Figure 8: Off Delay Timer circuit (Cho 2021)
Using minimal energy, costing under 30$ CAD, and built with efficient implementation, the project was successful in representing the circuit control function of “StorEMER”. The circuit had a time delay of 1.38 seconds, which was tested multiple times. Mounting and testing were unable to be completed.
The 0.06 second difference between the theoretical time delay (1.32 s) and the tested time delay (1.38 s) was most likely due to a leakage of the capacitor (Elonics). Nonetheless, this timing of delay was near perfect for the desired end product, as having the motor stay on when the debris reaches the catch basin is the goal. This timing could easily be tweaked if need be by changing the values of the resistor and capacitor, according to the previously mentioned equation and this chart (See Figure
Figure 9: Resistor-Capacitor relationship chart for adjusting the time delay (Elonics)

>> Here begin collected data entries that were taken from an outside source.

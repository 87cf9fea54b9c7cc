//! Integration tests for the `PostgreSQL` store.
//!
//! These tests require:
//! - A running `PostgreSQL` database
//! - `FIT_BATTLER_TEST_DATABASE_URL` pointing at it
//!
//! Run with: `cargo test -p fit-battler-integration-tests -- --include-ignored`
//!
//! Every test publishes its own polls and uses fresh user ids, so the tests
//! can share one database and run in parallel.

#![allow(clippy::unwrap_used)]

use tokio::task::JoinSet;
use uuid::Uuid;

use fit_battler_core::{Choice, PollStatus, Tally, UserId};
use fit_battler_engine::db::{PgStore, Store, StoreError};
use fit_battler_engine::services::{SaveToggle, VoteOutcome};
use fit_battler_engine::{Battler, BattlerError};
use fit_battler_integration_tests::{settings, streetwear_draft, test_database_url, user};

async fn battler() -> (Battler<PgStore>, PgStore) {
    let url = test_database_url().expect("FIT_BATTLER_TEST_DATABASE_URL must be set");
    let store = PgStore::connect(&url, settings().store_timeout)
        .await
        .unwrap();
    store.migrate().await.unwrap();
    (Battler::with_settings(store.clone(), settings()), store)
}

fn fresh_user(prefix: &str) -> UserId {
    user(&format!("{prefix}-{}", Uuid::new_v4()))
}

// ============================================================================
// Polls
// ============================================================================

#[tokio::test]
#[ignore = "Requires a running PostgreSQL database"]
async fn test_create_and_fetch_poll() {
    let (battler, _) = battler().await;
    let author = fresh_user("author");

    let created = battler
        .polls()
        .create_poll(&streetwear_draft(), &author)
        .await
        .unwrap();
    let fetched = battler.polls().get_poll(created.id).await.unwrap();

    assert_eq!(fetched.description, created.description);
    assert_eq!(fetched.fit_a.item_ids, created.fit_a.item_ids);
    assert_eq!(fetched.fit_b.item_ids, created.fit_b.item_ids);
    assert_eq!(fetched.status, PollStatus::Open);
    assert_eq!(fetched.votes, Tally::default());

    let fit = battler.polls().get_fit(created.fit_b.id).await.unwrap();
    assert_eq!(fit, created.fit_b);
}

#[tokio::test]
#[ignore = "Requires a running PostgreSQL database"]
async fn test_close_poll_blocks_votes() {
    let (battler, _) = battler().await;
    let poll = battler
        .polls()
        .create_poll(&streetwear_draft(), &fresh_user("author"))
        .await
        .unwrap();

    battler.polls().close_poll(poll.id).await.unwrap();
    battler.polls().close_poll(poll.id).await.unwrap();

    let err = battler
        .polls()
        .record_vote(poll.id, &fresh_user("voter"), Choice::A)
        .await
        .unwrap_err();
    assert!(matches!(err, BattlerError::PollClosed(_)));
}

// ============================================================================
// Votes
// ============================================================================

#[tokio::test]
#[ignore = "Requires a running PostgreSQL database"]
async fn test_duplicate_vote_counts_once() {
    let (battler, store) = battler().await;
    let poll = battler
        .polls()
        .create_poll(&streetwear_draft(), &fresh_user("author"))
        .await
        .unwrap();
    let voter = fresh_user("voter");

    let first = battler
        .polls()
        .record_vote(poll.id, &voter, Choice::A)
        .await
        .unwrap();
    let second = battler
        .polls()
        .record_vote(poll.id, &voter, Choice::B)
        .await
        .unwrap();

    assert_eq!(first.outcome, VoteOutcome::Recorded);
    assert_eq!(second.outcome, VoteOutcome::AlreadyVoted { choice: Choice::A });
    assert_eq!(second.poll.votes, Tally::new(1, 0));

    let record = store.get_vote(poll.id, &voter).await.unwrap().unwrap();
    assert_eq!(record.choice, Choice::A);
}

#[tokio::test]
#[ignore = "Requires a running PostgreSQL database"]
async fn test_concurrent_votes_match_ledger() {
    let (battler, store) = battler().await;
    let poll_id = battler
        .polls()
        .create_poll(&streetwear_draft(), &fresh_user("author"))
        .await
        .unwrap()
        .id;
    let run = Uuid::new_v4();

    let mut tasks = JoinSet::new();
    for n in 0..24 {
        let battler = battler.clone();
        tasks.spawn(async move {
            // Each voter submits twice
            let voter = user(&format!("voter-{run}-{}", n % 12));
            let choice = if n % 3 == 0 { Choice::A } else { Choice::B };
            battler
                .polls()
                .record_vote(poll_id, &voter, choice)
                .await
                .unwrap();
        });
    }
    while let Some(joined) = tasks.join_next().await {
        joined.unwrap();
    }

    let poll = store.get_poll(poll_id).await.unwrap().unwrap();
    assert_eq!(poll.votes.total(), 12);

    let (ledger_rows,): (i64,) =
        sqlx::query_as("SELECT COUNT(*) FROM battler.vote WHERE poll_id = $1")
            .bind(poll_id)
            .fetch_one(store.pool())
            .await
            .unwrap();
    assert_eq!(ledger_rows, 12);
}

#[tokio::test]
#[ignore = "Requires a running PostgreSQL database"]
async fn test_next_poll_skips_voted() {
    let (battler, _) = battler().await;
    let poll = battler
        .polls()
        .create_poll(&streetwear_draft(), &fresh_user("author"))
        .await
        .unwrap();
    let voter = fresh_user("voter");

    battler
        .polls()
        .record_vote(poll.id, &voter, Choice::A)
        .await
        .unwrap();

    if let Some(next) = battler.polls().next_unvoted_poll(&voter).await {
        assert_ne!(next.id, poll.id);
        assert!(!battler.ledger().has_voted(next.id, &voter).await.unwrap());
    }
}

// ============================================================================
// Saves and comments
// ============================================================================

#[tokio::test]
#[ignore = "Requires a running PostgreSQL database"]
async fn test_toggle_save_round_trip() {
    let (battler, store) = battler().await;
    let poll = battler
        .polls()
        .create_poll(&streetwear_draft(), &fresh_user("author"))
        .await
        .unwrap();
    let saver = fresh_user("saver");

    let state = battler
        .saves()
        .toggle_save(&saver, poll.id, poll.fit_a.id)
        .await
        .unwrap();
    assert_eq!(state, SaveToggle::Saved);

    let entries = battler.saves().saved_entries(&saver).await.unwrap();
    assert_eq!(entries.len(), 1);
    assert_eq!(entries.first().unwrap().fit, poll.fit_a);

    let entry = entries.into_iter().next().unwrap();
    let err = store.insert_saved(&entry).await.unwrap_err();
    assert!(matches!(err, StoreError::Conflict(_)));

    let state = battler
        .saves()
        .toggle_save(&saver, poll.id, poll.fit_a.id)
        .await
        .unwrap();
    assert_eq!(state, SaveToggle::Unsaved);
    assert!(battler.saves().saved_entries(&saver).await.unwrap().is_empty());
}

#[tokio::test]
#[ignore = "Requires a running PostgreSQL database"]
async fn test_comment_on_unknown_fit() {
    let (battler, _) = battler().await;
    let err = battler
        .comments()
        .add_comment(fit_battler_core::FitId::new_v4(), &fresh_user("c"), "hi")
        .await
        .unwrap_err();
    assert!(matches!(err, BattlerError::NotFound(_)));
}
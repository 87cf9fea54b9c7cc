//! Service-level errors.
//!
//! Every service method returns `Result<T, BattlerError>`. Validation errors
//! are final; storage errors may be retried by the caller when
//! [`BattlerError::is_retryable`] says so. Nothing in this crate retries.

use thiserror::Error;

use fit_battler_core::{PollId, ValidationError};

use crate::db::StoreError;

/// Application-level error type.
#[derive(Debug, Error)]
pub enum BattlerError {
    /// Input rejected before anything was persisted.
    #[error("Validation error: {0}")]
    Validation(#[from] ValidationError),

    /// Resource not found.
    #[error("Not found: {0}")]
    NotFound(String),

    /// The poll no longer accepts votes.
    #[error("Poll {0} is closed")]
    PollClosed(PollId),

    /// Persistence provider failure.
    #[error("Storage error: {0}")]
    Storage(#[from] StoreError),
}

impl BattlerError {
    /// Whether offering the user a "try again" makes sense.
    #[must_use]
    pub const fn is_retryable(&self) -> bool {
        match self {
            Self::Storage(err) => err.is_retryable(),
            Self::Validation(_) | Self::NotFound(_) | Self::PollClosed(_) => false,
        }
    }

    pub(crate) fn poll_not_found(id: PollId) -> Self {
        Self::NotFound(format!("poll {id}"))
    }
}

/// Result type alias for `BattlerError`.
pub type Result<T> = std::result::Result<T, BattlerError>;

#[cfg(test)]
mod tests {
    use std::time::Duration;

    use super::*;

    #[test]
    fn test_timeout_is_retryable() {
        let err = BattlerError::from(StoreError::Timeout(Duration::from_secs(10)));
        assert!(err.is_retryable());
    }

    #[test]
    fn test_validation_is_not_retryable() {
        let err = BattlerError::from(ValidationError::EmptyDescription);
        assert!(!err.is_retryable());
        assert!(err.to_string().starts_with("Validation error"));
    }

    #[test]
    fn test_conflict_is_not_retryable() {
        let err = BattlerError::from(StoreError::Conflict("saved fit already exists".to_owned()));
        assert!(!err.is_retryable());
    }
}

Due to the experimental method of designing, TinkerCAD was necessary. This was useful for creating designs, but also limited what was available in terms of circuit pieces as use of piezo elements in TinkerCAD was not possible. To further this experiment, there would be a number of additions that would result in the desired end product. An NPN Transistor would have to be implemented for the original motor to work, or to allow the current and voltage to be sufficient for a larger DC Motor. Debris
on catch basins can be heavy, and a large motor would be more effective with clearing any debris. The debris would be swept away from the catch basin and a mesh catcher bag for the debris could be placed for easy removal. Although the momentary push button could act in the piezos place as a trigger for the circuit using the spring from Design 2, the addition of a knock-on piezo circuit to the off-delay may also function. Using this “Triboelectric Hybrid Generator” design (Jung, Woo-Suk, et al. 2015), piezo
elements could be added and serve both the function of generating enough voltage for the circuit to run, and creating a storage of voltage. Quite possibly the most important addition to the end product would be waterproofing. Using a form of encapsulation (most likely in the form of a wood box) around the circuit with the addition of epoxy or silicone to cover would provide sufficient waterproofing. With the circuit on the constructed mount, damage risk would also be decreased as the circuit would be
further from contact with water. The prototype circuit built was sufficient to act as the control of the project. With the application of the previous points, StorEMER may provide a satisfactory end prototype, but further testing is required.